39-year-old Lopez Elorez reportedly participated in a scheme that turned dogs into drug couriers by stitching packets of the drug into their stomachs


                            Vet who stitched packets of liquid heroin into puppies' stomachs to smuggle drugs sentenced to 6 years in prison

A 39-year-old veterinarian student, who surgically implanted liquid heroin in puppies for Colombian drug traffickers, has been sentenced to six years in prison on Thursday. Andres Lopez Elorez's sentence was announced by U.S. Attorney Richard P. Donoghue and other law enforcement officials in Brooklyn after he pleaded guilty of conspiring to import heroin into the United States in September. 
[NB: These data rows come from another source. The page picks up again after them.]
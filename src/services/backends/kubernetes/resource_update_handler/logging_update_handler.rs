use crate::services::backends::kubernetes::cluster_error::ClusterError;
use crate::services::backends::kubernetes::resource_update_handler::ResourceUpdateHandler;
use crate::services::result_cache::CacheTarget;
use async_trait::async_trait;
use log::{debug, warn};
use std::fmt::Debug;

pub struct LoggingUpdateHandler;

#[async_trait]
impl<S> ResourceUpdateHandler<S> for LoggingUpdateHandler
where
    S: Debug + Send + Sync + 'static,
{
    async fn handle_update(&self, target: &CacheTarget, result: &Result<S, ClusterError>) -> () {
        match result {
            Ok(value) => debug!(
                query = target.key.query.as_str(),
                field = target.field.as_str();
                "Received update for {}: {:?}", target, value
            ),
            Err(e) => warn!(
                query = target.key.query.as_str(),
                field = target.field.as_str(),
                namespace = target.key.variables.namespace.as_str();
                "Watch for {} failed: {}", target, e
            ),
        }
    }
}
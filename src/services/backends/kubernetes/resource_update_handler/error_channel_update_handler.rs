use crate::services::backends::kubernetes::cluster_error::ClusterError;
use crate::services::backends::kubernetes::resource_update_handler::ResourceUpdateHandler;
use crate::services::result_cache::CacheTarget;
use async_trait::async_trait;
use log::warn;
use tokio::sync::mpsc::Sender;
use tokio::sync::mpsc::error::TrySendError;

/// A failure of a background watch, reported away from the request that started it.
#[derive(Debug, Clone)]
pub struct WatchFailure {
    pub target: CacheTarget,
    pub error: ClusterError,
}

/// Publishes watch errors on a channel. A full or closed channel drops the failure, the watch never waits on it.
pub struct ErrorChannelUpdateHandler {
    sender: Sender<WatchFailure>,
}

impl ErrorChannelUpdateHandler {
    pub fn new(sender: Sender<WatchFailure>) -> Self {
        ErrorChannelUpdateHandler { sender }
    }
}

#[async_trait]
impl<S> ResourceUpdateHandler<S> for ErrorChannelUpdateHandler
where
    S: Send + Sync + 'static,
{
    async fn handle_update(&self, target: &CacheTarget, result: &Result<S, ClusterError>) -> () {
        let Err(error) = result else {
            return;
        };
        let failure = WatchFailure {
            target: target.clone(),
            error: error.clone(),
        };
        match self.sender.try_send(failure) {
            Ok(()) => {}
            Err(TrySendError::Full(failure)) => {
                warn!("Watch failure channel is full, dropping failure for {}", failure.target)
            }
            Err(TrySendError::Closed(_)) => {}
        }
    }
}
pub mod models;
Elorez reportedly participated in a scheme that turned dogs into drug couriers by stitching packets of the drug into their stomachs. According to reports, out of at least nine of such procedures he performed, three of the animals died after contracting viruses. 



 

The US government said that Elorez had leased a farm in Medellin, Colombia, where he secretly raised dogs for importing narcotics. Law enforcement, on January 1, 2005, searched his farm and seized 17 bags of liquid heroin, including 10 bags that were removed from the puppies. Reports state that there were more bags found at the establishment which were to be implanted into the canines.



 

Elorez, who was a fugitive for 10 years, was finally arrested in Spain in 2015. He was eventually extradited to the US in May 2018 for his "calculated and aberrant" actions, the Daily Mail reported.

"As a veterinarian-in-training, the defendant had a duty to do no harm to animals. He betrayed that duty when he used his veterinary skills as part of a scheme to implant liquid heroin into dogs so that Colombian narcotics traffickers could surreptitiously import heroin into the United States," prosecutors said during the sentencing.

The 39-year-old admitted to his actions on Thursday and said they were a complete betrayal of his pledge as a veterinarian to do what he can to prevent animal abuse. 



 

Elorez, while speaking about how he "conspired with an experienced veterinarian," said in court: "I did this even though I knew I was doing wrong and I was committing a crime."

Reports state that at least two of the puppies who were rescued from the farm went on to have a better existence as one of the puppies became a drug-detection dog named Heroina. The Rottweiler was reportedly trained by Colombian police. The other dog, a beagle named Donna, was adopted by a Colombian police officer and his family.